• [The task]:
Return each line of the entries that mentions the word "logs".

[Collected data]

//! Configuration management for the relay.
//!
//! This module provides a centralized configuration structure populated from
//! environment variables (and an optional `.env` file) at process start. The
//! resulting `Config` is immutable and passed explicitly to the components
//! that need it.

use serde::{Deserialize, Serialize};
use tracing::{info, warn};

/// Default upstream endpoint for the completion service.
const DEFAULT_BASE_URL: &str = "https://api.openai.com/v1";

/// Fixed model identifier used for every completion call.
const DEFAULT_MODEL: &str = "gpt-4o-mini";

/// Fixed sampling temperature used for every completion call.
const DEFAULT_TEMPERATURE: f32 = 0.7;

/// Main configuration structure for the relay.
#[derive(Debug, Clone, Serialize, Deserialize)]
pub struct Config {
    /// Server identification and metadata.
    pub server: ServerConfig,

    /// Logging configuration.
    pub logging: LoggingConfig,

    /// HTTP listener configuration.
    pub http: HttpConfig,

    /// Completion service configuration.
    pub completion: CompletionConfig,
}

/// Server identification configuration.
#[derive(Debug, Clone, Serialize, Deserialize)]
pub struct ServerConfig {
    /// The name of the server as reported in logs.
    pub name: String,

    /// The version of the server.
    pub version: String,
}

/// Logging configuration.
#[derive(Debug, Clone, Serialize, Deserialize)]
pub struct LoggingConfig {
    /// Log level filter (e.g., "info", "debug", "trace").
    pub level: String,
}

/// HTTP listener configuration.
#[derive(Debug, Clone, Serialize, Deserialize)]
pub struct HttpConfig {
    /// Host address to bind to.
    pub host: String,

    /// Port number to listen on.
    pub port: u16,

    /// Enable permissive CORS for browser and game-engine clients.
    pub enable_cors: bool,
}

/// Configuration for the upstream completion service.
#[derive(Clone, Serialize, Deserialize)]
pub struct CompletionConfig {
    /// API key for the completion service.
    pub api_key: Option<String>,

    /// Base URL of the completion service.
    pub base_url: String,

    /// Model identifier sent with every request.
    pub model: String,

    /// Sampling temperature sent with every request.
    pub temperature: f32,
}

/// Custom Debug implementation to redact the API key from logs.
impl std::fmt::Debug for CompletionConfig {
    fn fmt(&self, f: &mut std::fmt::Formatter<'_>) -> std::fmt::Result {
        f.debug_struct("CompletionConfig")
            .field("api_key", &self.api_key.as_ref().map(|_| "[REDACTED]"))
            .field("base_url", &self.base_url)
            .field("model", &self.model)
            .field("temperature", &self.temperature)
            .finish()
    }
}

impl Default for HttpConfig {
    fn default() -> Self {
        Self {
            host: "127.0.0.1".to_string(),
            port: 5000,
            enable_cors: true,
        }
    }
}

impl Default for CompletionConfig {
    fn default() -> Self {
        Self {
            api_key: None,
            base_url: DEFAULT_BASE_URL.to_string(),
            model: DEFAULT_MODEL.to_string(),
            temperature: DEFAULT_TEMPERATURE,
        }
    }
}

impl Default for Config {
    fn default() -> Self {
        Self {
            server: ServerConfig {
                name: "nurture-relay".to_string(),
                version: env!("CARGO_PKG_VERSION").to_string(),
            },
            logging: LoggingConfig {
                level: "info".to_string(),
            },
            http: HttpConfig::default(),
            completion: CompletionConfig::default(),
        }
    }
}

impl Config {
    /// Create a new configuration with default values.
    pub fn new() -> Self {
        Self::default()
    }

    /// Load configuration from environment variables.
    ///
    /// A `.env` file in the working directory is read first if present.
    /// Relay settings are prefixed with `RELAY_`; the credential uses the
    /// conventional `OPENAI_API_KEY` name.
    pub fn from_env() -> Self {
        dotenvy::dotenv().ok();

        let mut config = Self::default();

        if let Ok(level) = std::env::var("RELAY_LOG_LEVEL") {
            config.logging.level = level;
        }

        if let Ok(host) = std::env::var("RELAY_HOST") {
            config.http.host = host;
        }

        if let Ok(port) = std::env::var("RELAY_PORT") {
            match port.parse() {
                Ok(port) => config.http.port = port,
                Err(_) => warn!("Ignoring invalid RELAY_PORT value: {}", port),
            }
        }

        if let Ok(cors) = std::env::var("RELAY_CORS") {
            config.http.enable_cors = cors.to_lowercase() != "false" && cors != "0";
        }

        if let Ok(base_url) = std::env::var("RELAY_OPENAI_BASE_URL") {
            config.completion.base_url = base_url;
        }

        if let Ok(api_key) = std::env::var("OPENAI_API_KEY") {
            config.completion.api_key = Some(api_key);
            info!("OpenAI API key loaded from environment");
        } else {
            warn!("OPENAI_API_KEY not set - completion calls will fail until it is configured");
        }

        config
    }
}

#[cfg(test)]
mod tests {
    use super::*;
    use std::sync::Mutex;

    // Mutex to ensure env var tests run serially
    static ENV_TEST_LOCK: Mutex<()> = Mutex::new(());

    #[test]
    fn test_api_key_from_env() {
        let _lock = ENV_TEST_LOCK.lock().unwrap();
        unsafe {
            std::env::set_var("OPENAI_API_KEY", "sk-test-key-12345");
        }
        let config = Config::from_env();
        assert_eq!(
            config.completion.api_key.as_deref(),
            Some("sk-test-key-12345")
        );
        unsafe {
            std::env::remove_var("OPENAI_API_KEY");
        }
    }

    #[test]
    fn test_missing_api_key_is_none() {
        let _lock = ENV_TEST_LOCK.lock().unwrap();
        unsafe {
            std::env::remove_var("OPENAI_API_KEY");
        }
        let config = Config::from_env();
        assert!(config.completion.api_key.is_none());
    }

    #[test]
    fn test_port_from_env() {
        let _lock = ENV_TEST_LOCK.lock().unwrap();
        unsafe {
            std::env::set_var("RELAY_PORT", "8123");
        }
        let config = Config::from_env();
        assert_eq!(config.http.port, 8123);
        unsafe {
            std::env::remove_var("RELAY_PORT");
        }
    }

    #[test]
    fn test_invalid_port_keeps_default() {
        let _lock = ENV_TEST_LOCK.lock().unwrap();
        unsafe {
            std::env::set_var("RELAY_PORT", "not-a-port");
        }
        let config = Config::from_env();
        assert_eq!(config.http.port, HttpConfig::default().port);
        unsafe {
            std::env::remove_var("RELAY_PORT");
        }
    }

    #[test]
    fn test_api_key_redacted_in_debug() {
        let completion = CompletionConfig {
            api_key: Some("super_secret_key".to_string()),
            ..Default::default()
        };
        let debug_str = format!("{:?}", completion);
        assert!(debug_str.contains("REDACTED"));
        assert!(!debug_str.contains("super_secret_key"));
    }

    #[test]
    fn test_completion_defaults_are_fixed() {
        let completion = CompletionConfig::default();
        assert_eq!(completion.model, "gpt-4o-mini");
        assert_eq!(completion.temperature, 0.7);
        assert!(completion.base_url.starts_with("https://"));
    }
}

• [Solution]:
    /// The name of the server as reported in logs.
/// Custom Debug implementation to redact the API key from logs.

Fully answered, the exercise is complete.